-- What is required --
Please restate, exactly as written, the lines running from the beginning of the material through the line that has "many-to-many join table" in it.

-------- Data extract

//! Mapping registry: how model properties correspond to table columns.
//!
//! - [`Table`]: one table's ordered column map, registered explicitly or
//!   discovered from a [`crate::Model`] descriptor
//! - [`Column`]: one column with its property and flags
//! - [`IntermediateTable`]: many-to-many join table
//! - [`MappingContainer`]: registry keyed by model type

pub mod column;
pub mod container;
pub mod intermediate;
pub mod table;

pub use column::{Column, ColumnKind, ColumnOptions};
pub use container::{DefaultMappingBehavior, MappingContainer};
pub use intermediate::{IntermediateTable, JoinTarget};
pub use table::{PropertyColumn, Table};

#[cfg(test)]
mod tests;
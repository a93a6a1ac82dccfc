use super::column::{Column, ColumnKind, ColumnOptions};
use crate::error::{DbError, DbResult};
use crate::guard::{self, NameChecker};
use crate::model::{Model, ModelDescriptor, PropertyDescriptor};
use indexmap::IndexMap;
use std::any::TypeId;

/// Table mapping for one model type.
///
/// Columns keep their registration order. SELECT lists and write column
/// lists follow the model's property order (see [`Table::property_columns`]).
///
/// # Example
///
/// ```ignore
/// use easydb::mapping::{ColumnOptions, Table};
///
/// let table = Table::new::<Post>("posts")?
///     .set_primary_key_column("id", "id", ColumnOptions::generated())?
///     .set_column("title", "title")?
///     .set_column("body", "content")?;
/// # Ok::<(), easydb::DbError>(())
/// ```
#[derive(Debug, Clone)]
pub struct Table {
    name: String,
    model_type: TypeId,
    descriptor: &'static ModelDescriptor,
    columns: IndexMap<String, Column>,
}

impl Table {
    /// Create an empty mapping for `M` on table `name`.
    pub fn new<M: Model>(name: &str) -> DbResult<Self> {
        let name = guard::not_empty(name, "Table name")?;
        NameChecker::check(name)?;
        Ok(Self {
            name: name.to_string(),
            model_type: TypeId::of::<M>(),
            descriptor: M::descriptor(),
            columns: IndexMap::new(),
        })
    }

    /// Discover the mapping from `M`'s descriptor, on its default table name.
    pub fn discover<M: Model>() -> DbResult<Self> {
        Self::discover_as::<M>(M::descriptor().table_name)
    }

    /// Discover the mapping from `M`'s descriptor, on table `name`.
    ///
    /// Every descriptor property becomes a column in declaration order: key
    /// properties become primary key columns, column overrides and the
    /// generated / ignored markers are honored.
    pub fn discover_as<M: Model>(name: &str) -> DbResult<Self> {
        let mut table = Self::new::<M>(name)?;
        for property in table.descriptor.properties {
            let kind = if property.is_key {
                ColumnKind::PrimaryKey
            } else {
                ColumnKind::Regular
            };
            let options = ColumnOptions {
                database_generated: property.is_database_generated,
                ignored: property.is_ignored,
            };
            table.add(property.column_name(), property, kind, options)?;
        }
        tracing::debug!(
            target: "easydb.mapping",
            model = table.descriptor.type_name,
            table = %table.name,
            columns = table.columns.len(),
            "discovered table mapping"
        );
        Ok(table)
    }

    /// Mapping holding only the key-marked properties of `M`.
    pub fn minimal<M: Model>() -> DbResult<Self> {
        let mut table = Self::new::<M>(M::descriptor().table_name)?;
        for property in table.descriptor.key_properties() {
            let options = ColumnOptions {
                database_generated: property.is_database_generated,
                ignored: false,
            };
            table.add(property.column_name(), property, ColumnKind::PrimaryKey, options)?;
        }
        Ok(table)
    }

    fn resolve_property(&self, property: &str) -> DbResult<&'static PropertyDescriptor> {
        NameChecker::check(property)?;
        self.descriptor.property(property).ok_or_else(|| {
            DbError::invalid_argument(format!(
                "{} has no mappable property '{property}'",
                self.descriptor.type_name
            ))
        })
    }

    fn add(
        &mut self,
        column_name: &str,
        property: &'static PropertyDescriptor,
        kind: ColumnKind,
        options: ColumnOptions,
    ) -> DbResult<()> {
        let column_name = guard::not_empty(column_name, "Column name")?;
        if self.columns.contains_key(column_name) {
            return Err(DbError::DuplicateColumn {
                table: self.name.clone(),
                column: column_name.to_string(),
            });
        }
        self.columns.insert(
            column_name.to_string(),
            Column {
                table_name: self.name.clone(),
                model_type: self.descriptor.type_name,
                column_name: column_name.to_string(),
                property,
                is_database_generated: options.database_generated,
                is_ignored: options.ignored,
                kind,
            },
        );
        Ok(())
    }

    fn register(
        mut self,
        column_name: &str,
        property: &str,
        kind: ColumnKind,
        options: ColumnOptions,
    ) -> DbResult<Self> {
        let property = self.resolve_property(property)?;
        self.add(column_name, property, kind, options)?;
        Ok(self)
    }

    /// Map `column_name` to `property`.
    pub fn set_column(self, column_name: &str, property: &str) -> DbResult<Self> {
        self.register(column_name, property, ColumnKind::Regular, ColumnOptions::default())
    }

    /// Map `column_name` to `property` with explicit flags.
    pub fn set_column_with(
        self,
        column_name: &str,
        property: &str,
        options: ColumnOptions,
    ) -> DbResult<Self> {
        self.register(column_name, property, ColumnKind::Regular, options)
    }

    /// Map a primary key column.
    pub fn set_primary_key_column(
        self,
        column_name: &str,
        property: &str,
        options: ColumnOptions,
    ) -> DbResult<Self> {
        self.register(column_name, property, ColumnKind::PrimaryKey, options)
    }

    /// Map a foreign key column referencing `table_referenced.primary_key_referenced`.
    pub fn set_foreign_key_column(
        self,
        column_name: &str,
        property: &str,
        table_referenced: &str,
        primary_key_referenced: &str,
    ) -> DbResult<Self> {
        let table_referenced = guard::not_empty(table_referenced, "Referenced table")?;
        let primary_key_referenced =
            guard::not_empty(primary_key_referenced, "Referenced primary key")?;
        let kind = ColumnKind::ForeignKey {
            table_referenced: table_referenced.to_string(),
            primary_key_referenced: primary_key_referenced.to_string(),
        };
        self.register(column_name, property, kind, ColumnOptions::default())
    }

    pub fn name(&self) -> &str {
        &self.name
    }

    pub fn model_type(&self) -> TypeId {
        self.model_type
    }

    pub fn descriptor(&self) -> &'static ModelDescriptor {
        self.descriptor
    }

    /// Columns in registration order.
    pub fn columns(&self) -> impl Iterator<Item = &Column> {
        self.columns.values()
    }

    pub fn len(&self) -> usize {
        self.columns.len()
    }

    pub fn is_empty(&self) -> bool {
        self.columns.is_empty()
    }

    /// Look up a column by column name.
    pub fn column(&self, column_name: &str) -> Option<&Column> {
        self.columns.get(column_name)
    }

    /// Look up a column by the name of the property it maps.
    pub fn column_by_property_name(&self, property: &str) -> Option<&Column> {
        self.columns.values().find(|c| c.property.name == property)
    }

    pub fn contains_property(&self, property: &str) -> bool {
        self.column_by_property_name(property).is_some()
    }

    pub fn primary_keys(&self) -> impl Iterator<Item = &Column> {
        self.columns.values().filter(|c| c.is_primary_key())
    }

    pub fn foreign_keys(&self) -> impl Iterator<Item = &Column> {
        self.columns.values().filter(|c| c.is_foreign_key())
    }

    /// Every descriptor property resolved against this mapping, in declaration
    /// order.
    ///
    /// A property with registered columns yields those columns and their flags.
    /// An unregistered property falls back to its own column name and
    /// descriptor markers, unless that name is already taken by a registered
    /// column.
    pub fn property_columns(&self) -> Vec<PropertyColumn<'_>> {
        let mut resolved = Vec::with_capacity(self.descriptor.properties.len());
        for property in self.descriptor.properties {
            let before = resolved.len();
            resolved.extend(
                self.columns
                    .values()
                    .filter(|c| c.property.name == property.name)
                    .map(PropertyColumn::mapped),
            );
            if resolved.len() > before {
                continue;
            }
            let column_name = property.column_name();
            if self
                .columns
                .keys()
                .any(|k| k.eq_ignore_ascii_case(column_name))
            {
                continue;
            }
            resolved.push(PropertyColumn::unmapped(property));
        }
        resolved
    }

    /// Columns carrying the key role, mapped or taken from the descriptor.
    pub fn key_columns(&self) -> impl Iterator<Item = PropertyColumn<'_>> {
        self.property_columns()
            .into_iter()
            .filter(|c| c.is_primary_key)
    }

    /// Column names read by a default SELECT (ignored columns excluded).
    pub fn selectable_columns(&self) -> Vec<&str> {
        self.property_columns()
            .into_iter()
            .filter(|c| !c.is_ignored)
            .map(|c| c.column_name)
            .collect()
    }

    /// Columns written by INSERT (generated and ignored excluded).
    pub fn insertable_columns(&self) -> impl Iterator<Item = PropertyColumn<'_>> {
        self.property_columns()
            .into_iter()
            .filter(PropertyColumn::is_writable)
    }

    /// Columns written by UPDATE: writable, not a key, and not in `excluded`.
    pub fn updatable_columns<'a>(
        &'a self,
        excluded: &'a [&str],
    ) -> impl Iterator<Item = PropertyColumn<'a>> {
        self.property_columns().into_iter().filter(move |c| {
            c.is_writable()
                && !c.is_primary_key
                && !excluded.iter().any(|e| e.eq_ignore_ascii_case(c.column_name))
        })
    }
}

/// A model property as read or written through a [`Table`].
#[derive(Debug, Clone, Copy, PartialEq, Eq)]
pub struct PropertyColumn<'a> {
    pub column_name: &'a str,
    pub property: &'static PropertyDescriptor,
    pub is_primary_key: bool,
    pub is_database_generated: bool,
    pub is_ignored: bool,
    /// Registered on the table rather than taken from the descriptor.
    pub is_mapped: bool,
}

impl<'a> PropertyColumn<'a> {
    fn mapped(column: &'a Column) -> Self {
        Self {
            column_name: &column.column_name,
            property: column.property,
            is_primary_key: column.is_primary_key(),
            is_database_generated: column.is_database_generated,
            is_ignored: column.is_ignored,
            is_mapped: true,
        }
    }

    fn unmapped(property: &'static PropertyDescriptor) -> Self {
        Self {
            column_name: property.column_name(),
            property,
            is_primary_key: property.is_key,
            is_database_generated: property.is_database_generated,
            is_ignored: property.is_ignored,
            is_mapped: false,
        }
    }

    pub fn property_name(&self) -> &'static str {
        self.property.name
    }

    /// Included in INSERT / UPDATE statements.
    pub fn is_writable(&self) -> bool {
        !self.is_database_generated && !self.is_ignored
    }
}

----------------

-- Exercise result --
//! Mapping registry: how model properties correspond to table columns.
//!
//! - [`Table`]: one table's ordered column map, registered explicitly or
//!   discovered from a [`crate::Model`] descriptor
//! - [`Column`]: one column with its property and flags
//! - [`IntermediateTable`]: many-to-many join table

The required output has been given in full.